►

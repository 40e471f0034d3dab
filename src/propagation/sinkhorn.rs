use std::time::Instant;

use log::trace;

use super::{add_successor_pairs, PropagationStrategy};
use crate::hierarchy::{Duals, Level};
use crate::lp::TransportLpSolver;
use crate::plan::{TransportPlan, TransportPlanSolutions};
use crate::sinkhorn::{refine_left_scaling, solve_plan, SinkhornParameters};

/// Connects the children of every previous arc and solves the entropic problem
/// over them, warm started from the previous left scaling. Once the previous plan
/// is itself entropic, arcs lighter than `threshold` times the smaller of their
/// node masses are not expanded.
#[derive(Debug, Clone, Copy)]
pub struct SinkhornPropagation {
    pub parameters: SinkhornParameters,
}

impl Default for SinkhornPropagation {
    fn default() -> Self {
        SinkhornPropagation {
            parameters: SinkhornParameters {
                tolerance: 1e-6,
                ..Default::default()
            },
        }
    }
}

impl SinkhornPropagation {
    pub fn new(lambda: f64, tolerance: f64, threshold: f64, iterations: usize) -> Self {
        SinkhornPropagation {
            parameters: SinkhornParameters {
                lambda,
                tolerance,
                threshold,
                iterations,
                ..Default::default()
            },
        }
    }
}

impl PropagationStrategy for SinkhornPropagation {
    fn propagate<'h>(
        &mut self,
        _solver: &mut TransportLpSolver,
        source: Level<'h>,
        target: Level<'h>,
        previous: Option<&mut TransportPlanSolutions<'h>>,
        _duals: &mut Duals,
        p: f64,
        _last_scale: bool,
    ) -> TransportPlanSolutions<'h> {
        let start = Instant::now();
        let (mut plan, left) = match previous {
            None => (TransportPlan::complete(source, target, p), None),
            Some(previous) => {
                let previous = &previous.primary;
                let sparsify = previous.log_left_scaling.is_some();
                let mut plan = TransportPlan::new(source, target);
                for path in previous.iter() {
                    let mass = previous
                        .source
                        .node(path.from)
                        .mass
                        .min(previous.target.node(path.to).mass);
                    if sparsify && path.w < mass * self.parameters.threshold {
                        continue;
                    }
                    add_successor_pairs(&mut plan, &previous.source, &previous.target, path.from, path.to, p);
                }
                (plan, refine_left_scaling(previous, &source))
            }
        };
        plan.time_propagate += start.elapsed();

        solve_plan(&mut plan, &self.parameters, left, p);
        trace!("sinkhorn propagation: {}", plan);
        TransportPlanSolutions::new(plan)
    }
}

#[cfg(test)]
mod tests {
    use super::*;
    use crate::hierarchy::Hierarchy;
    use crate::plan::SolveStatus;
    use ndarray::array;

    #[test]
    fn threshold_drops_light_arcs() {
        let mut a = Hierarchy::from_points(&array![[0.0], [1.0], [8.0], [9.0]], None, None).unwrap();
        let mut b = Hierarchy::from_points(&array![[0.0], [1.0], [8.0], [9.0]], None, None).unwrap();
        a.normalize(true).unwrap();
        b.normalize(true).unwrap();
        let mut duals = Duals::new(&a, &b);
        let mut solver = TransportLpSolver::network_simplex();
        let mut strategy = SinkhornPropagation::new(10.0, 1e-9, 0.01, 1000);

        let mut coarse = strategy.propagate(&mut solver, a.level(1), b.level(1), None, &mut duals, 2.0, false);
        assert_eq!(coarse.primary.status, SolveStatus::Entropic);
        assert_eq!(coarse.primary.n_paths(), 4);

        let fine = strategy.propagate(
            &mut solver,
            a.level(2),
            b.level(2),
            Some(&mut coarse),
            &mut duals,
            2.0,
            true,
        );
        // the cross cluster arcs carry ~exp(-640) and are not expanded
        assert_eq!(fine.primary.n_paths(), 8);
        let total: f64 = fine.primary.iter().map(|p| p.w).sum();
        assert!((total - 1.0).abs() < 1e-6);
    }
}
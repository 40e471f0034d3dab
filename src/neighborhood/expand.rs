use std::time::Instant;

use log::trace;
use serde::{Deserialize, Serialize};

use super::{ensure_lp_solution, reduced_cost, NeighborhoodStrategy};
use crate::hierarchy::Duals;
use crate::lp::TransportLpSolver;
use crate::plan::TransportPlan;

/// Adds the arcs around the used candidate arcs that have non-positive reduced
/// cost as new columns of the current LP, `n_add` at a time, and re-solves.
///
/// The search radius around an arc is `expansion_factor` times the sum of the
/// local radii of its nodes. Each of the `iterations` rounds recomputes the
/// potentials; a round stops adding batches once the objective improves by no
/// more than `tolerance` times its previous value.
#[derive(Debug, Clone, Copy, PartialEq, Serialize, Deserialize)]
#[serde(default)]
pub struct ExpandNeighborhood {
    pub expansion_factor: f64,
    pub tolerance: f64,
    pub iterations: usize,
    pub n_add: usize,
}

impl Default for ExpandNeighborhood {
    fn default() -> Self {
        ExpandNeighborhood {
            expansion_factor: 1.0,
            tolerance: 0.0,
            iterations: 1,
            n_add: 1_000_000,
        }
    }
}

impl ExpandNeighborhood {
    pub fn new(expansion_factor: f64, tolerance: f64, iterations: usize) -> Self {
        ExpandNeighborhood {
            expansion_factor,
            tolerance,
            iterations,
            ..Default::default()
        }
    }

    /// Arcs within the search radius of the used candidate arcs that are neither
    /// part of `plan` nor have positive reduced cost
    fn neighborhood_arcs<'h>(
        &self,
        plan: &TransportPlan<'h>,
        candidates: &TransportPlan<'h>,
        duals: &Duals,
        p: f64,
    ) -> TransportPlan<'h> {
        let (source, target) = (candidates.source, candidates.target);
        let mut found = TransportPlan::new(plan.source, plan.target);
        for path in candidates.positive() {
            let r = (target.local_node_radius(path.to) + source.local_node_radius(path.from))
                * self.expansion_factor;
            let from = source.neighborhood(path.from, r);
            let to = target.neighborhood(path.to, r);
            for &f in from.iter() {
                for &t in to.iter() {
                    if plan.has_path(f, t) || found.has_path(f, t) {
                        continue;
                    }
                    let cost = source.node(f).transport_cost(target.node(t), p);
                    if reduced_cost(duals, &source, &target, f, t, cost) <= 0.0 {
                        found.add(f, t, p);
                    }
                }
            }
        }
        found
    }
}

impl NeighborhoodStrategy for ExpandNeighborhood {
    fn solve_neighborhood<'h>(
        &mut self,
        solver: &mut TransportLpSolver,
        plan: &mut TransportPlan<'h>,
        candidates: &TransportPlan<'h>,
        duals: &mut Duals,
        p: f64,
    ) {
        ensure_lp_solution(solver, plan, duals, p);

        let mut outer_added = 1;
        let mut n_iter = self.iterations;
        while outer_added != 0 && n_iter != 0 {
            n_iter -= 1;
            let t1 = Instant::now();
            solver.set_potentials(plan, duals);
            let mut found = self.neighborhood_arcs(plan, candidates, duals, p);
            outer_added = found.n_paths();
            plan.time_refine += t1.elapsed();
            trace!("expand: {} arcs with non-positive reduced cost", outer_added);

            let mut previous = solver.objective_value();
            while !found.is_empty() {
                let t2 = Instant::now();
                for mut path in found.take_first(self.n_add) {
                    path.index = plan.add_path(path);
                    solver.add_path_column(&path);
                }
                let t3 = Instant::now();
                solver.solve_lp();
                let objective = solver.objective_value();
                plan.time_refine += t3 - t2;
                plan.time_solve += t3.elapsed();
                if previous - objective <= self.tolerance * previous {
                    break;
                }
                previous = objective;
            }
            solver.store_lp(plan, duals, p);
        }
    }
}

#[cfg(test)]
mod tests {
    use super::*;
    use crate::hierarchy::{Hierarchy, NodeIndex};
    use ndarray::array;

    #[test]
    fn expansion_recovers_the_optimum() {
        let mut a = Hierarchy::from_points(&array![[0.0], [1.0]], Some(&[0.4, 0.6]), None).unwrap();
        let mut b = Hierarchy::from_points(&array![[0.0], [1.0]], Some(&[0.4, 0.6]), None).unwrap();
        a.normalize(true).unwrap();
        b.normalize(true).unwrap();
        let mut duals = Duals::new(&a, &b);
        let mut solver = TransportLpSolver::network_simplex();
        let (i, j) = (NodeIndex::from(0), NodeIndex::from(1));

        let mut plan = TransportPlan::new(a.finest(), b.finest());
        plan.add(i, j, 2.0);
        plan.add(j, i, 2.0);
        plan.add(j, j, 2.0);
        solver.solve(&mut plan, &mut duals, 2.0);
        assert!(plan.cost > 0.5);

        let candidates = plan.clone();
        let mut strategy = ExpandNeighborhood::new(2.0, 0.0, 5);
        strategy.solve_neighborhood(&mut solver, &mut plan, &candidates, &mut duals, 2.0);

        assert!(plan.has_path(i, i));
        assert!(plan.cost.abs() < 1e-6);
        assert!((plan.path(i, i).unwrap().w - 0.4).abs() < 1e-6);
    }
}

◄

The problem:
Check the entries above line by line and return each one containing the word "times".

Written answer:
/// is itself entropic, arcs lighter than `threshold` times the smaller of their
/// The search radius around an arc is `expansion_factor` times the sum of the
/// more than `tolerance` times its previous value.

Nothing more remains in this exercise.